I refused. I had all sorts of reasons why I was right, even though somewhere deep inside me, I think I knew that if she wanted a tape, I should just make her a tape.
I must have mused out loud about this. A lot. Because finally my husband convinced me (“Just make her the tape already!”) I should get over it. So I made the tape. I called her and said I had it and she could pick it up. And for some reason, it just sat there. I don’t know if she didn’t have time, or if there was a misunderstanding that I’d bring it over, but sat it did, on the bookshelf by the door. Waiting.
“Just take it to her already!” (My husband is very sensible, even when I am not.)
I’d made it and I didn’t want to. She could pick it up.

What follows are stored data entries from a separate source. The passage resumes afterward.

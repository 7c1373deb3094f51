use std::collections::{HashMap, HashSet};

use crate::{GtfsFeed, NoticeContainer, NoticeSeverity, ValidationNotice, Validator};
use gtfs_model::LocationType;

const CODE_STOP_WITHOUT_STOP_TIME: &str = "stop_without_stop_time";
const CODE_LOCATION_WITH_UNEXPECTED_STOP_TIME: &str = "location_with_unexpected_stop_time";

#[derive(Debug, Default)]
pub struct LocationHasStopTimesValidator;

impl Validator for LocationHasStopTimesValidator {
    fn name(&self) -> &'static str {
        "location_has_stop_times"
    }

    fn validate(&self, feed: &GtfsFeed, notices: &mut NoticeContainer) {
        let mut stop_ids_in_stop_times: HashSet<&str> = HashSet::new();
        let mut stop_time_row_by_stop_id: HashMap<&str, u64> = HashMap::new();
        let mut location_group_ids: HashSet<&str> = HashSet::new();

        for (index, stop_time) in feed.stop_times.rows.iter().enumerate() {
            let row_number = feed.stop_times.row_number(index);
            let stop_id = stop_time.stop_id.trim();
            if !stop_id.is_empty() {
                stop_ids_in_stop_times.insert(stop_id);
                stop_time_row_by_stop_id
                    .entry(stop_id)
                    .or_insert(row_number);
            }
            if let Some(group_id) = stop_time
                .location_group_id
                .as_deref()
                .map(|value| value.trim())
                .filter(|value| !value.is_empty())
            {
                location_group_ids.insert(group_id);
            }
        }

        let mut stop_ids_in_stop_times_and_groups: HashSet<String> = stop_ids_in_stop_times
            .iter()
            .map(|stop_id| (*stop_id).to_string())
            .collect();

        if let Some(location_group_stops) = &feed.location_group_stops {
            let mut group_to_stops: HashMap<&str, Vec<&str>> = HashMap::new();
            for row in &location_group_stops.rows {
                let group_id = row.location_group_id.trim();
                if group_id.is_empty() {
                    continue;
                }
                let stop_id = row.stop_id.trim();
                if stop_id.is_empty() {
                    continue;
                }
                group_to_stops.entry(group_id).or_default().push(stop_id);
            }
            for group_id in location_group_ids {
                if let Some(stops) = group_to_stops.get(group_id) {
                    for stop_id in stops {
                        stop_ids_in_stop_times_and_groups.insert((*stop_id).to_string());
                    }
                }
            }
        }

        for (index, stop) in feed.stops.rows.iter().enumerate() {
            let row_number = feed.stops.row_number(index);
            let stop_id = stop.stop_id.trim();
            if stop_id.is_empty() {
                continue;
            }
            let location_type = stop.location_type.unwrap_or(LocationType::StopOrPlatform);
            if location_type == LocationType::StopOrPlatform {
                if !stop_ids_in_stop_times_and_groups.contains(stop_id) {
                    let mut notice = ValidationNotice::new(
                        CODE_STOP_WITHOUT_STOP_TIME,
                        NoticeSeverity::Warning,
                        "stop has no stop_times entries",
                    );
                    notice.insert_context_field("csvRowNumber", row_number);
                    notice.insert_context_field("stopId", stop_id);
                    notice
                        .insert_context_field("stopName", stop.stop_name.as_deref().unwrap_or(""));
                    notice.field_order = vec![
                        "csvRowNumber".to_string(),
                        "stopId".to_string(),
                        "stopName".to_string(),
                    ];
                    notices.push(notice);
                }
            } else if stop_ids_in_stop_times.contains(stop_id) {
                let mut notice = ValidationNotice::new(
                    CODE_LOCATION_WITH_UNEXPECTED_STOP_TIME,
                    NoticeSeverity::Error,
                    "non-stop location has stop_times entries",
                );
                notice.insert_context_field("csvRowNumber", row_number);
                notice.insert_context_field("stopId", stop_id);
                notice.insert_context_field("stopName", stop.stop_name.as_deref().unwrap_or(""));
                if let Some(stop_time_row) = stop_time_row_by_stop_id.get(stop_id) {
                    notice.insert_context_field("stopTimeCsvRowNumber", *stop_time_row);
                }
                notice.field_order = vec![
                    "csvRowNumber".to_string(),
                    "stopId".to_string(),
                    "stopName".to_string(),
                    "stopTimeCsvRowNumber".to_string(),
                ];
                notices.push(notice);
            }
        }
    }
}

#[cfg(test)]
mod tests {
    use super::*;
    use crate::CsvTable;
    use gtfs_model::{LocationType, Stop, StopTime};

    #[test]
    fn detects_stop_without_stop_time() {
        let mut feed = GtfsFeed::default();
        feed.stops = CsvTable {
            headers: vec!["stop_id".to_string()],
            rows: vec![Stop {
                stop_id: "S1".to_string(),
                location_type: Some(LocationType::StopOrPlatform),
                ..Default::default()
            }],
            row_numbers: vec![2],
        };
        // stop_times is empty

        let mut notices = NoticeContainer::new();
        LocationHasStopTimesValidator.validate(&feed, &mut notices);

        assert_eq!(notices.len(), 1);
        assert_eq!(
            notices.iter().next().unwrap().code,
            CODE_STOP_WITHOUT_STOP_TIME
        );
    }

    #[test]
    fn detects_location_with_unexpected_stop_time() {
        let mut feed = GtfsFeed::default();
        feed.stops = CsvTable {
            headers: vec!["stop_id".to_string(), "location_type".to_string()],
            rows: vec![Stop {
                stop_id: "S1".to_string(),
                location_type: Some(LocationType::Station),
                ..Default::default()
            }],
            row_numbers: vec![2],
        };
        feed.stop_times = CsvTable {
            headers: vec!["stop_id".to_string()],
            rows: vec![StopTime {
                stop_id: "S1".to_string(),
                ..Default::default()
            }],
            row_numbers: vec![2],
        };

        let mut notices = NoticeContainer::new();
        LocationHasStopTimesValidator.validate(&feed, &mut notices);

        assert_eq!(notices.len(), 1);
        assert_eq!(
            notices.iter().next().unwrap().code,
            CODE_LOCATION_WITH_UNEXPECTED_STOP_TIME
        );
    }

    #[test]
    fn passes_valid_cases() {
        let mut feed = GtfsFeed::default();
        feed.stops = CsvTable {
            headers: vec!["stop_id".to_string(), "location_type".to_string()],
            rows: vec![
                Stop {
                    stop_id: "S1".to_string(),
                    location_type: Some(LocationType::StopOrPlatform),
                    ..Default::default()
                },
                Stop {
                    stop_id: "P1".to_string(),
                    location_type: Some(LocationType::Station),
                    ..Default::default()
                },
            ],
            row_numbers: vec![2, 3],
        };
        feed.stop_times = CsvTable {
            headers: vec!["stop_id".to_string()],
            rows: vec![StopTime {
                stop_id: "S1".to_string(),
                ..Default::default()
            }],
            row_numbers: vec![2],
        };

        let mut notices = NoticeContainer::new();
        LocationHasStopTimesValidator.validate(&feed, &mut notices);

        assert_eq!(notices.len(), 0);
    }
}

“Never mind, I’ll take it.” (That’s the sensible one speaking.) So my husband and son pulled out of the driveway, with the tape on the car’s dashboard.
And that should have been the end of it. But it was a hot day, and the window was open. As my husband took a left turn off the main road, the tape flew out the window and was run over by a car. My son got out of the car to retrieve it, somehow, miraculously intact.
All this came flooding back this Shabbat, when my friend said she’d listened to the tape. That it’s still here on earth, my voice forever singing, “munach, zarka, munach, segol” and so on. That I’d made it. And what a fuss I’d made over it.
Of course, I realize that in my idealized world, it would be nice to teach a woman to fish so she can eat for a lifetime, but so what if she needs a net, as well as a hook, line and sinker? That my friend has the tape 10 years hence, and that it allows her to celebrate the anniversary of this milestone, is kind of impressive. That she still has something on which she can play the tape? Even more so. And that she came back to read again? Isn’t that really what I’d wanted, all along?
Would I still be so adamantly opposed today to making the tape today? Well, as I said I’m pretty stubborn. But at least an MP3 file won’t fly out the car window.